Festival

All program recordings of 1014: Past and Future are featured below. See biographies of all participants in the 1014: Past and Future program here.

Talk: David Chipperfield and Barry Bergdoll in Conversation

In a conversation with Barry Bergdoll, David Chipperfield spoke about the work of his eponymous practice, in particular the extensive experience in restoration and repurposing buildings worldwide. From the renovation of Mies van der Rohe’s Neue Nationalgalerie in Berlin to the approach for transforming the 1014 Fifth Ave. townhouse in Manhattan, the practice prioritizes re-use not only for vital reasons of sustainability but also for the socio-cultural values of continuity and identity in increasingly homogenized urban environments.

 

Talk: Dominique Jean-Louis & Alexander Manevitz: After Seneca Village. Yorkville and the Transformations of New York City

In 1825, a small group of Black New Yorkers purchased land and founded Seneca Village, an intentional activist community in upper Manhattan built on the ideals of their shared social, political, and religious organizations. For three decades the neighborhood grew to include multiple schools, churches, and cemeteries. Many established lives that redefined the meaning of freedom —owning their homes, supporting organizations, voting, tending gardens, and establishing businesses. The community thrived and eventually became home to immigrants from Ireland and Germany. In the 1850s, however, New York City began to displace the residents, seize their land, and destroy their homes to make way for the construction of Central Park.
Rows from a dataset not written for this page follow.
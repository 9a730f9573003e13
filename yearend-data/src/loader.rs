//! CSV loader for batches of year-end reconciliation inputs.
//!
//! ## CSV Format
//!
//! Headers are matched by name, so column order does not matter. Values are
//! trimmed and every row must have as many cells as the header.
//!
//! | Column                           | Required | Type    | Notes                          |
//! |----------------------------------|----------|---------|--------------------------------|
//! | `employee_id`                    | yes      | string  | Must not be blank              |
//! | `tax_year`                       | yes      | integer | e.g. `2024`                    |
//! | `base_compensation`              | yes      | decimal | Yen                            |
//! | `bonus_compensation`             | yes      | decimal | Yen                            |
//! | `withheld_tax`                   | yes      | decimal | Yen                            |
//! | `basic_deduction`                | yes      | decimal | Yen                            |
//! | `spouse_deduction`               | no       | decimal | Empty or absent means 0        |
//! | `spouse_special_deduction`       | no       | decimal | Empty or absent means 0        |
//! | `dependent_deduction`            | no       | decimal | Empty or absent means 0        |
//! | `dependent_count`                | no       | integer | Informational only             |
//! | `life_insurance_deduction`       | no       | decimal | Capped at 120,000              |
//! | `earthquake_insurance_deduction` | no       | decimal | Capped at 50,000               |
//! | `social_insurance_deduction`     | no       | decimal |                                |
//! | `housing_loan_deduction`         | no       | decimal | Credit against computed tax    |
//! | `medical_expense_deduction`      | no       | decimal | Capped at 2,000,000            |
//! | `other_deductions`               | no       | decimal |                                |
//! | `spouse_income`                  | no       | decimal | Derives the spouse pair        |
//! | `general_dependents`             | no       | integer | Derives the dependent amount   |
//! | `specified_dependents`           | no       | integer | Derives the dependent amount   |
//! | `elderly_dependents`             | no       | integer | Derives the dependent amount   |
//! | `elderly_living_dependents`      | no       | integer | Derives the dependent amount   |
//!
//! ### Derived deductions
//!
//! When both spouse columns are empty and `spouse_income` is given, the
//! spouse pair is computed from the employee's total income (base plus
//! bonus) and the spouse income.
//!
//! When `dependent_deduction` is empty and any of the four dependent count
//! columns is given, the deduction is computed from the counts, and an empty
//! `dependent_count` becomes their sum.
//!
//! ### Minimal example
//!
//! ```csv
//! employee_id,tax_year,base_compensation,bonus_compensation,withheld_tax,basic_deduction
//! E001,2024,5000000,1000000,300000,480000
//! ```

use std::path::{Path, PathBuf};

use rust_decimal::Decimal;
use serde::Deserialize;
use thiserror::Error;
use yearend_core::calculations::validation::validate_amount;
use yearend_core::calculations::{
    SpouseDeduction, dependent_deduction, dependent_deduction_validated, spouse_deduction,
    spouse_deduction_validated,
};
use yearend_core::{Deductions, DependentCounts, ReconciliationError, ReconciliationInput};

use crate::batch::ValidationMode;

/// Errors that can occur while reading a batch input file.
#[derive(Debug, Error)]
pub enum InputLoaderError {
    /// The file could not be read.
    #[error("failed to read {}: {source}", path.display())]
    Read {
        path: PathBuf,
        #[source]
        source: std::io::Error,
    },

    /// The CSV is structurally invalid, a required column is missing, or a
    /// cell does not parse as its column type.
    #[error("CSV parse error: {0}")]
    Parse(#[from] csv::Error),

    /// A row parsed but cannot describe an employee. `row` is 1-based
    /// (header = row 0).
    #[error("invalid row {row}: {reason}")]
    InvalidRow { row: usize, reason: String },
}

/// One data row of the batch input file, as written.
///
/// Optional columns stay `None` until [`InputRecord::to_input`] decides
/// whether to default them to zero or derive them.
#[derive(Debug, Clone, PartialEq, Eq, Deserialize)]
pub struct InputRecord {
    pub employee_id: String,
    pub tax_year: i32,
    pub base_compensation: Decimal,
    pub bonus_compensation: Decimal,
    pub withheld_tax: Decimal,
    pub basic_deduction: Decimal,
    #[serde(default)]
    pub spouse_deduction: Option<Decimal>,
    #[serde(default)]
    pub spouse_special_deduction: Option<Decimal>,
    #[serde(default)]
    pub dependent_deduction: Option<Decimal>,
    #[serde(default)]
    pub dependent_count: Option<i32>,
    #[serde(default)]
    pub life_insurance_deduction: Option<Decimal>,
    #[serde(default)]
    pub earthquake_insurance_deduction: Option<Decimal>,
    #[serde(default)]
    pub social_insurance_deduction: Option<Decimal>,
    #[serde(default)]
    pub housing_loan_deduction: Option<Decimal>,
    #[serde(default)]
    pub medical_expense_deduction: Option<Decimal>,
    #[serde(default)]
    pub other_deductions: Option<Decimal>,
    #[serde(default)]
    pub spouse_income: Option<Decimal>,
    #[serde(default)]
    pub general_dependents: Option<i32>,
    #[serde(default)]
    pub specified_dependents: Option<i32>,
    #[serde(default)]
    pub elderly_dependents: Option<i32>,
    #[serde(default)]
    pub elderly_living_dependents: Option<i32>,
}

impl InputRecord {
    /// Builds the engine input, filling empty columns with zero and
    /// deriving the spouse and dependent amounts where requested.
    ///
    /// In [`ValidationMode::Strict`] the derivation inputs are checked the
    /// same way the engine checks its own inputs.
    ///
    /// # Errors
    ///
    /// Returns [`ReconciliationError::InvalidInput`] only in strict mode,
    /// when a derivation input is negative or fractional, or when the
    /// dependent counts sum past `i32::MAX`.
    pub fn to_input(
        &self,
        mode: ValidationMode,
    ) -> Result<ReconciliationInput, ReconciliationError> {
        let total_income = self.base_compensation + self.bonus_compensation;
        let spouse = self.spouse_pair(total_income, mode)?;
        let (dependent, dependent_count) = self.dependent_amount(mode)?;

        Ok(ReconciliationInput {
            employee_id: self.employee_id.clone(),
            tax_year: self.tax_year,
            base_compensation: self.base_compensation,
            bonus_compensation: self.bonus_compensation,
            withheld_tax: self.withheld_tax,
            deductions: Deductions {
                basic: self.basic_deduction,
                spouse: spouse.spouse_deduction,
                spouse_special: spouse.spouse_special_deduction,
                dependent,
                dependent_count,
                life_insurance: self.life_insurance_deduction.unwrap_or_default(),
                earthquake_insurance: self.earthquake_insurance_deduction.unwrap_or_default(),
                social_insurance: self.social_insurance_deduction.unwrap_or_default(),
                housing_loan: self.housing_loan_deduction.unwrap_or_default(),
                medical_expense: self.medical_expense_deduction.unwrap_or_default(),
                other: self.other_deductions.unwrap_or_default(),
            },
        })
    }

    /// The dependent counts, if any count column was filled in.
    pub fn dependent_counts(&self) -> Option<DependentCounts> {
        let columns = [
            self.general_dependents,
            self.specified_dependents,
            self.elderly_dependents,
            self.elderly_living_dependents,
        ];
        if columns.iter().all(Option::is_none) {
            return None;
        }

        Some(DependentCounts {
            general: self.general_dependents.unwrap_or_default(),
            specified: self.specified_dependents.unwrap_or_default(),
            elderly: self.elderly_dependents.unwrap_or_default(),
            elderly_living: self.elderly_living_dependents.unwrap_or_default(),
        })
    }

    fn spouse_pair(
        &self,
        total_income: Decimal,
        mode: ValidationMode,
    ) -> Result<SpouseDeduction, ReconciliationError> {
        match (
            self.spouse_deduction,
            self.spouse_special_deduction,
            self.spouse_income,
        ) {
            (None, None, Some(spouse_income)) => match mode {
                ValidationMode::Strict => {
                    validate_amount("base_compensation", self.base_compensation)?;
                    validate_amount("bonus_compensation", self.bonus_compensation)?;
                    spouse_deduction_validated(total_income, spouse_income)
                }
                ValidationMode::Permissive => Ok(spouse_deduction(total_income, spouse_income)),
            },
            (spouse, special, _) => Ok(SpouseDeduction {
                spouse_deduction: spouse.unwrap_or_default(),
                spouse_special_deduction: special.unwrap_or_default(),
            }),
        }
    }

    fn dependent_amount(
        &self,
        mode: ValidationMode,
    ) -> Result<(Decimal, i32), ReconciliationError> {
        match (self.dependent_deduction, self.dependent_counts()) {
            (None, Some(counts)) => {
                let amount = match mode {
                    ValidationMode::Strict => dependent_deduction_validated(&counts)?,
                    ValidationMode::Permissive => dependent_deduction(&counts),
                };
                let count = match self.dependent_count {
                    Some(count) => count,
                    None => derived_count(&counts, mode)?,
                };
                Ok((amount, count))
            }
            (amount, _) => Ok((
                amount.unwrap_or_default(),
                self.dependent_count.unwrap_or_default(),
            )),
        }
    }
}

/// Sum of the counts. Strict mode rejects a sum beyond `i32::MAX`;
/// permissive mode saturates.
fn derived_count(
    counts: &DependentCounts,
    mode: ValidationMode,
) -> Result<i32, ReconciliationError> {
    match (counts.checked_total(), mode) {
        (Some(total), _) => Ok(total),
        (None, ValidationMode::Strict) => Err(ReconciliationError::InvalidInput {
            field: "dependent_count",
            value: counts
                .named_counts()
                .iter()
                .map(|&(_, count)| Decimal::from(count))
                .sum(),
        }),
        (None, ValidationMode::Permissive) => {
            let total: i64 = counts
                .named_counts()
                .iter()
                .map(|&(_, count)| i64::from(count))
                .sum();
            Ok(i32::try_from(total).unwrap_or(if total < 0 { i32::MIN } else { i32::MAX }))
        }
    }
}

fn check_record(
    record: InputRecord,
    row: usize,
) -> Result<InputRecord, InputLoaderError> {
    if record.employee_id.is_empty() {
        return Err(InputLoaderError::InvalidRow {
            row,
            reason: "employee_id is empty".to_string(),
        });
    }
    Ok(record)
}

/// Parse CSV text and return the records in file order.
///
/// # Errors
///
/// * [`InputLoaderError::Parse`] if the CSV is structurally invalid or a
///   required field cannot be deserialised.
/// * [`InputLoaderError::InvalidRow`] if a row has a blank `employee_id`.
pub fn load_from_str(input: &str) -> Result<Vec<InputRecord>, InputLoaderError> {
    let mut reader = csv::ReaderBuilder::new()
        .has_headers(true)
        .trim(csv::Trim::All)
        .flexible(false)
        .from_reader(input.as_bytes());

    reader
        .deserialize::<InputRecord>()
        .enumerate()
        .map(|(idx, result)| check_record(result?, idx + 1))
        .collect()
}

/// Read a file from disk and delegate to [`load_from_str`].
///
/// # Errors
///
/// Returns [`InputLoaderError::Read`] when the file cannot be read, or any
/// error of [`load_from_str`].
pub fn load_from_file(path: &Path) -> Result<Vec<InputRecord>, InputLoaderError> {
    let contents = std::fs::read_to_string(path).map_err(|source| InputLoaderError::Read {
        path: path.to_path_buf(),
        source,
    })?;
    load_from_str(&contents)
}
With their settlement razed, residents scattered and researchers have been unable to locate most of them after Seneca Village. Until now.

 

Conversation: Architects' Strategies for Adaptive Reuse

How do architects balance historic preservation with contemporary needs? Project leaders Matt Ball (David Chipperfield Architects), Sebastian Kaempf (KARO Architects)Andrew Klemmer (Paratus Group)Nate Trevethan (Michael Van Valkenburgh Associates)—members of the team behind the winning proposal for the renovation of 1014 Fifth Avenue—had a conversation about their approach to restoring and transforming existing spaces. Hosted by exhibition curator and architecture historian Gideon Fink Shapiro.

 

Lecture: Rebecca Kobrin: OUR Crowd & Immigrant New York

Immigrants of diverse origins and social classes have shaped New York City, but few left such visible marks as the German-speaking Jewish families whose names are synonymous with finance and philanthropy: Schiff, Warburg, Guggenheim, Lehman, etc. Historian Prof. Rebecca Kobrin (Columbia University) discussed the specific impact of these families on the Upper East Side of Manhattan and introduce a new project at Columbia University that uses census data to map and visualize migration in NYC.

 

Lecture: Tom Miller: History of Townhouses on the Upper East Side / New York

Historian and author Tom Miller gave a history of the Upper East Side neighborhood, and also of the townhouses in the area. Tom detailed the colorful families who lived at these residences, as well as how life played out within the mansions for them and their servants.

 

Digital Talk: Urban Spaces and German Traces: Immigration and Jewish Life in the United States

For centuries now, immigrants have come to the United States to start a new life. In this virtual Transatlantic Tandem Talk, Prof. Dr. Anke Ortlepp, Professor of North American History at the University of Cologne, and Prof. Lila Corwin Berman, Professor of History at Temple University, discussed what this means for these individuals’ respective culture and language, where immigrant groups settled, and how they maintained their identity through institutions and philanthropy. Is there still German life in New York City - and what does Jewish urban history look like?

 

Digital Walking Tour: The Evolution of Living on Fifth Avenue

During the Gilded Age, Fifth Avenue was lined with extravagant mansions built for the wealthiest New Yorkers by the starchitects of the age. And it was the destruction or repurposing of these homes that set the tenor for today's iconic thoroughfare. In this talk, adapted from Untapped New York's popular Lost New York series, Chief Experience Officer Justin Rivers examined some of Fifth Avenue's most interesting secrets with a look into some of the magnificent early 20th century mansions on Millionaire’s Row including 1014 Fifth Avenue.

 

Digital Talk: History, Remembrance, and the Use of Public Space

A few years after the Wall came down, the Berlin city government launched a competition for a work of public art honoring the memory of Berlin Jews who perished in the Holocaust. The conceptual artists Renata Stih and Frieder Schnock submitted their idea, and won the competition. In 1993, they installed Orte des Erinnerns (Places of Remembrance), a permanent, decentralized memorial along the streets of Berlin’s district of Schöneberg documenting the anti-Semitic laws and decrees enacted incrementally by the Nazis between 1933 and 1945. Moderated by ACG President Dr. Steven E. Sokol.